• **Requirement**: The lines to return are those below that contain the word "Failed".

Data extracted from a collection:
========================

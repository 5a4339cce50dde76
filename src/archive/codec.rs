use std::fs::{self, File, OpenOptions};
use std::io::{self, Read, Seek, SeekFrom, Write};
use std::path::{Path, PathBuf};
use log::{debug, trace, warn};

use super::types::{ArchiveHeader, ArchiveInfo, ArchiveType, ArchiveVersion, HEADER_LEN, VERSION_OFFSET};
use crate::error::{Error, Result};

#[derive(Debug, Clone, Copy, PartialEq, Eq)]
pub enum PatchStatus {
    Patched,
    AlreadyAtTarget,
}

/// Read the archive header and file metadata.
///
/// Returns `None` only when the path does not exist. Unreadable, truncated or
/// foreign files produce an info with `Unknown` version and type.
pub fn read_header(path: &Path) -> Option<ArchiveInfo> {
    let metadata = match fs::metadata(path) {
        Ok(metadata) if metadata.is_file() => metadata,
        Ok(_) => {
            debug!("Not a file: {}", path.display());
            return None;
        }
        Err(e) => {
            debug!("Archive not found {}: {}", path.display(), e);
            return None;
        }
    };

    let header = match read_header_bytes(path) {
        Ok(buf) => ArchiveHeader::parse(&buf),
        Err(e) => {
            warn!("Failed to read archive header {}: {}", path.display(), e);
            None
        }
    };

    let (version, archive_type) = match header {
        Some(header) => (header.version(), header.archive_type()),
        None => {
            trace!("Truncated header in {}", path.display());
            (ArchiveVersion::Unknown, ArchiveType::Unknown)
        }
    };

    Some(ArchiveInfo {
        path: path.to_owned(),
        file_name: path.file_name()
            .map(|n| n.to_string_lossy().to_string())
            .unwrap_or_default(),
        size: metadata.len(),
        read_only: metadata.permissions().readonly(),
        version,
        archive_type,
    })
}

/// Whether the path is an archive with a known version and type.
pub fn is_valid(path: &Path) -> bool {
    read_header(path).is_some_and(|info| info.is_valid())
}

fn read_header_bytes(path: &Path) -> io::Result<Vec<u8>> {
    let file = File::open(path)?;
    let mut buf = Vec::with_capacity(HEADER_LEN);
    file.take(HEADER_LEN as u64).read_to_end(&mut buf)?;
    Ok(buf)
}

/// Rewrite the version byte of a single archive.
///
/// Returns `true` when the archive ends up at `target`, including when it
/// already was. Failures are logged.
pub fn patch_version(path: &Path, target: ArchiveVersion) -> bool {
    match try_patch_version(path, target) {
        Ok(_) => true,
        Err(e) => {
            warn!("Failed to patch {}: {}", path.display(), e);
            false
        }
    }
}

/// Like [`patch_version`] but reports why a patch did not happen.
pub fn try_patch_version(path: &Path, target: ArchiveVersion) -> Result<PatchStatus> {
    patch_version_with(path, target, write_version_byte)
}

pub(crate) fn patch_version_with<W>(path: &Path, target: ArchiveVersion, write: W) -> Result<PatchStatus>
where
    W: FnOnce(&Path, u8) -> io::Result<()>,
{
    let byte = target.to_byte()
        .ok_or_else(|| Error::InvalidArgument(format!("cannot patch to version {}", target)))?;

    let info = read_header(path).ok_or_else(|| Error::NotFound(path.to_owned()))?;
    if !info.is_valid() {
        return Err(Error::InvalidArchive(path.to_owned()));
    }

    if info.version == target {
        debug!("{} already at {}, nothing to do", path.display(), target);
        return Ok(PatchStatus::AlreadyAtTarget);
    }

    debug!("Patching {} from {} to {}", path.display(), info.version, target);
    let _guard = ReadOnlyGuard::acquire(path, info.read_only)?;
    write(path, byte)?;
    Ok(PatchStatus::Patched)
}

fn write_version_byte(path: &Path, byte: u8) -> io::Result<()> {
    let mut file = OpenOptions::new().write(true).open(path)?;
    file.seek(SeekFrom::Start(VERSION_OFFSET as u64))?;
    file.write_all(&[byte])?;
    file.flush()
}

/// Makes a read-only file writable for its lifetime and puts the original
/// permissions back on drop.
struct ReadOnlyGuard {
    path: PathBuf,
    original: Option<fs::Permissions>,
}

impl ReadOnlyGuard {
    fn acquire(path: &Path, read_only: bool) -> io::Result<Self> {
        let original = if read_only {
            let permissions = fs::metadata(path)?.permissions();
            trace!("Clearing read-only flag on {}", path.display());
            fs::set_permissions(path, owner_writable(&permissions))?;
            Some(permissions)
        } else {
            None
        };
        Ok(Self {
            path: path.to_owned(),
            original,
        })
    }
}

impl Drop for ReadOnlyGuard {
    fn drop(&mut self) {
        let Some(permissions) = self.original.take() else {
            return;
        };
        trace!("Restoring read-only flag on {}", self.path.display());
        if let Err(e) = fs::set_permissions(&self.path, permissions) {
            warn!("Failed to restore read-only flag on {}: {}", self.path.display(), e);
        }
    }
}

/// Adds the owner write bit only; group and other bits are left alone.
#[cfg(unix)]
fn owner_writable(permissions: &fs::Permissions) -> fs::Permissions {
    use std::os::unix::fs::PermissionsExt;
    fs::Permissions::from_mode(permissions.mode() | 0o200)
}

#[cfg(not(unix))]
fn owner_writable(permissions: &fs::Permissions) -> fs::Permissions {
    let mut writable = permissions.clone();
    #[allow(clippy::permissions_set_readonly_false)]
    writable.set_readonly(false);
    writable
}
use std::fmt;
use std::path::PathBuf;
use bitflags::bitflags;

pub const MODULE_EXTENSION: &str = "dll";

/// Exported by every script extender plugin.
pub const LOAD_SYMBOL: &str = "F4SEPlugin_Load";
/// Query entry point used by the legacy runtime's loader.
pub const LEGACY_SYMBOL: &str = "F4SEPlugin_Query";
/// Version data block read by the next-gen runtime's loader.
pub const CURRENT_SYMBOL: &str = "F4SEPlugin_Version";

bitflags! {
    #[derive(Debug, Clone, Copy, PartialEq, Eq, Hash, Default)]
    pub struct Capabilities: u8 {
        const LEGACY_RUNTIME = 0b01;
        const CURRENT_RUNTIME = 0b10;
    }
}

#[derive(Debug, Clone, Copy, PartialEq, Eq, Hash)]
pub enum Compatibility {
    NotAPlugin,
    Universal,
    LegacyOnly,
    CurrentOnly,
    Unknown,
}

impl Compatibility {
    pub fn classify(is_plugin: bool, capabilities: Capabilities) -> Self {
        if !is_plugin {
            return Compatibility::NotAPlugin;
        }
        let legacy = capabilities.contains(Capabilities::LEGACY_RUNTIME);
        let current = capabilities.contains(Capabilities::CURRENT_RUNTIME);
        match (legacy, current) {
            (true, true) => Compatibility::Universal,
            (true, false) => Compatibility::LegacyOnly,
            (false, true) => Compatibility::CurrentOnly,
            (false, false) => Compatibility::Unknown,
        }
    }
}

impl fmt::Display for Compatibility {
    fn fmt(&self, f: &mut fmt::Formatter<'_>) -> fmt::Result {
        let label = match self {
            Compatibility::NotAPlugin => "not a plugin",
            Compatibility::Universal => "universal",
            Compatibility::LegacyOnly => "legacy runtime only",
            Compatibility::CurrentOnly => "current runtime only",
            Compatibility::Unknown => "unknown",
        };
        f.pad(label)
    }
}

#[derive(Debug, Clone, PartialEq, Eq)]
pub struct PluginInfo {
    pub file_name: String,
    pub path: PathBuf,
    pub is_plugin: bool,
    pub capabilities: Capabilities,
    pub compatibility: Compatibility,
    pub version: Option<String>,
}

impl PluginInfo {
    /// Build from the module's export names. The classification depends only
    /// on which marker symbols are present.
    pub fn from_exports<'a, I>(path: PathBuf, exports: I) -> Self
    where
        I: IntoIterator<Item = &'a str>,
    {
        let mut is_plugin = false;
        let mut capabilities = Capabilities::empty();
        for name in exports {
            match name {
                LOAD_SYMBOL => is_plugin = true,
                LEGACY_SYMBOL => capabilities |= Capabilities::LEGACY_RUNTIME,
                CURRENT_SYMBOL => capabilities |= Capabilities::CURRENT_RUNTIME,
                _ => {}
            }
        }
        if !is_plugin {
            capabilities = Capabilities::empty();
        }

        Self {
            file_name: path.file_name()
                .map(|n| n.to_string_lossy().to_string())
                .unwrap_or_default(),
            path,
            is_plugin,
            capabilities,
            compatibility: Compatibility::classify(is_plugin, capabilities),
            version: None,
        }
    }
}

#[cfg(test)]
mod tests {
    use super::*;
    use test_case::test_case;

    #[test_case(&[], Compatibility::NotAPlugin; "no markers")]
    #[test_case(&[LEGACY_SYMBOL, CURRENT_SYMBOL], Compatibility::NotAPlugin; "no load symbol")]
    #[test_case(&[LOAD_SYMBOL, LEGACY_SYMBOL, CURRENT_SYMBOL], Compatibility::Universal; "universal")]
    #[test_case(&[LOAD_SYMBOL, LEGACY_SYMBOL], Compatibility::LegacyOnly; "legacy only")]
    #[test_case(&[LOAD_SYMBOL, CURRENT_SYMBOL], Compatibility::CurrentOnly; "current only")]
    #[test_case(&[LOAD_SYMBOL, "DllMain"], Compatibility::Unknown; "load only")]
    fn test_classification_table(exports: &[&str], expected: Compatibility) {
        let info = PluginInfo::from_exports(PathBuf::from("x.dll"), exports.iter().copied());
        assert_eq!(info.compatibility, expected);
    }

    #[test]
    fn test_not_a_plugin_has_no_flags() {
        let info = PluginInfo::from_exports(PathBuf::from("x.dll"), [LEGACY_SYMBOL]);
        assert!(!info.is_plugin);
        assert!(info.capabilities.is_empty());
        assert_eq!(info.file_name, "x.dll");
    }
}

========================

• **Expected answer**:
            warn!("Failed to read archive header {}: {}", path.display(), e);
            warn!("Failed to patch {}: {}", path.display(), e);
            warn!("Failed to restore read-only flag on {}: {}", self.path.display(), e);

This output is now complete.